What value does a human have? A woman? A person of the LGBTQ community? A person of a different race? A person with a disability? A person who believes differently than you?

Christianity is the only belief system that protects all human life with the utmost dignity and honor — even to lay one’s life down for your enemy. As it shocked the Romans, it can still shock us in our divided country today. Christianity doesn’t just go against the grain; it rewrites it altogether.
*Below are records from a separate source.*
//! Persisted per-machine state under the store root.
//!
//! The host tool owns the store layout's root; the driver only reads and
//! writes files inside it. Each machine keeps its staged boot image, SSH key
//! pair, and serialised configuration under `machines/<name>/`.

use std::io::ErrorKind;

use camino::{Utf8Path, Utf8PathBuf};
use cap_std::ambient_authority;
use cap_std::fs_utf8::Dir;
use thiserror::Error;

use crate::driver::MachineConfig;

const CONFIG_FILE_NAME: &str = "config.json";

/// Errors raised while accessing the machine store.
#[derive(Debug, Error)]
pub enum StoreError {
    /// Raised when a machine has never been created in this store.
    #[error("machine '{name}' has no saved configuration")]
    MissingMachine {
        /// Machine name used for the lookup.
        name: String,
    },
    /// Raised when file system operations fail.
    #[error("failed to access {path}: {message}")]
    Io {
        /// Path that could not be accessed.
        path: Utf8PathBuf,
        /// Human-readable error message.
        message: String,
    },
    /// Raised when parsing a saved configuration fails.
    #[error("failed to parse {path}: {message}")]
    Parse {
        /// Path that could not be parsed.
        path: Utf8PathBuf,
        /// Human-readable error message.
        message: String,
    },
    /// Raised when a configuration cannot be serialised.
    #[error("failed to serialise machine configuration: {0}")]
    Serialize(String),
}

/// Store of per-machine configuration files under a root directory.
#[derive(Clone, Debug)]
pub struct MachineStore {
    root: Utf8PathBuf,
}

impl MachineStore {
    /// Creates a store rooted at `root`; the directory is created lazily on
    /// first write.
    #[must_use]
    pub fn new(root: impl Into<Utf8PathBuf>) -> Self {
        Self { root: root.into() }
    }

    /// The store's root directory.
    #[must_use]
    pub fn root(&self) -> &Utf8Path {
        &self.root
    }

    /// Directory holding the named machine's files.
    #[must_use]
    pub fn machine_dir(&self, name: &str) -> Utf8PathBuf {
        self.root.join("machines").join(name)
    }

    fn open_root(&self) -> Result<Dir, StoreError> {
        std::fs::create_dir_all(&self.root).map_err(|err| StoreError::Io {
            path: self.root.clone(),
            message: err.to_string(),
        })?;
        Dir::open_ambient_dir(&self.root, ambient_authority()).map_err(|err| StoreError::Io {
            path: self.root.clone(),
            message: err.to_string(),
        })
    }

    /// Persists the machine's configuration, returning the file it was
    /// written to.
    ///
    /// # Errors
    ///
    /// Returns [`StoreError`] when the directory tree cannot be created or
    /// the file cannot be written.
    pub fn save_config(&self, config: &MachineConfig) -> Result<Utf8PathBuf, StoreError> {
        let dir = self.open_root()?;
        let machine_rel = format!("machines/{}", config.name);
        dir.create_dir_all(&machine_rel)
            .map_err(|err| StoreError::Io {
                path: self.machine_dir(&config.name),
                message: err.to_string(),
            })?;

        let rendered = serde_json::to_string_pretty(config)
            .map_err(|err| StoreError::Serialize(err.to_string()))?;
        let file_rel = format!("{machine_rel}/{CONFIG_FILE_NAME}");
        let file_abs = self.machine_dir(&config.name).join(CONFIG_FILE_NAME);
        dir.write(&file_rel, rendered).map_err(|err| StoreError::Io {
            path: file_abs.clone(),
            message: err.to_string(),
        })?;
        Ok(file_abs)
    }

    /// Loads the named machine's configuration.
    ///
    /// # Errors
    ///
    /// Returns [`StoreError::MissingMachine`] when no configuration was ever
    /// saved, and [`StoreError::Parse`] when the file does not deserialise.
    pub fn load_config(&self, name: &str) -> Result<MachineConfig, StoreError> {
        let dir = self.open_root()?;
        let file_rel = format!("machines/{name}/{CONFIG_FILE_NAME}");
        let file_abs = self.machine_dir(name).join(CONFIG_FILE_NAME);
        let contents = match dir.read_to_string(&file_rel) {
            Ok(contents) => contents,
            Err(err) if err.kind() == ErrorKind::NotFound => {
                return Err(StoreError::MissingMachine {
                    name: name.to_owned(),
                });
            }
            Err(err) => {
                return Err(StoreError::Io {
                    path: file_abs,
                    message: err.to_string(),
                });
            }
        };
        serde_json::from_str(&contents).map_err(|err| StoreError::Parse {
            path: file_abs,
            message: err.to_string(),
        })
    }
}

#[cfg(test)]
mod tests {
    use tempfile::TempDir;

    use super::*;
    use crate::driver::MachineConfig;

    fn store(dir: &TempDir) -> MachineStore {
        let root = Utf8PathBuf::from_path_buf(dir.path().to_path_buf())
            .unwrap_or_else(|path| panic!("non-utf8 temp path: {}", path.display()));
        MachineStore::new(root)
    }

    fn config(root: &Utf8Path) -> MachineConfig {
        MachineConfig::builder()
            .name("devbox")
            .store_path(root)
            .boot_image_url("https://example.invalid/boot.iso")
            .cpu_count(1)
            .memory_mb(2048)
            .disk_size_mb(20_000)
            .network_name("kvm-machines")
            .cache_mode("threads")
            .build()
            .unwrap_or_else(|err| panic!("{err}"))
    }

    #[test]
    fn save_then_load_round_trips() {
        let tmp = TempDir::new().unwrap_or_else(|err| panic!("{err}"));
        let machine_store = store(&tmp);
        let saved = config(machine_store.root());

        let path = machine_store
            .save_config(&saved)
            .unwrap_or_else(|err| panic!("{err}"));
        assert!(path.as_str().ends_with("machines/devbox/config.json"));

        let loaded = machine_store
            .load_config("devbox")
            .unwrap_or_else(|err| panic!("{err}"));
        assert_eq!(loaded, saved);
    }

    #[test]
    fn load_reports_machines_that_were_never_created() {
        let tmp = TempDir::new().unwrap_or_else(|err| panic!("{err}"));
        let machine_store = store(&tmp);

        let result = machine_store.load_config("ghost");
        assert!(
            matches!(result, Err(StoreError::MissingMachine { ref name }) if name == "ghost"),
            "unexpected result: {result:?}"
        );
    }
}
If the great nation of freedoms that we have today can be owed to Christian visionaries, where does that leave us in one of the most secular times of our country’s history? Like the flower [cut from its root], we may be able to play the part for a time, but without the roots, we cannot survive. Our concept of human dignity without the roots of the Bible can leave us with good intentions but no compass.
She's right. To borrow an analogy from Tolstoy, we're like children who pluck a flower from its root, stick it in the ground, and expect it to flourish.

Having abandoned Christianity, moderns are terribly confused. We no longer agree that this, the greatest nation ever to grace the planet, is worth defending. We can no longer say why humans are special or why they have rights. We can no longer talk about objective moral right and wrong and can't define what we mean by evil. For that matter, we can't even define what a woman is.

A culture this rudderless and adrift is rapidly approaching the sunset of its existence.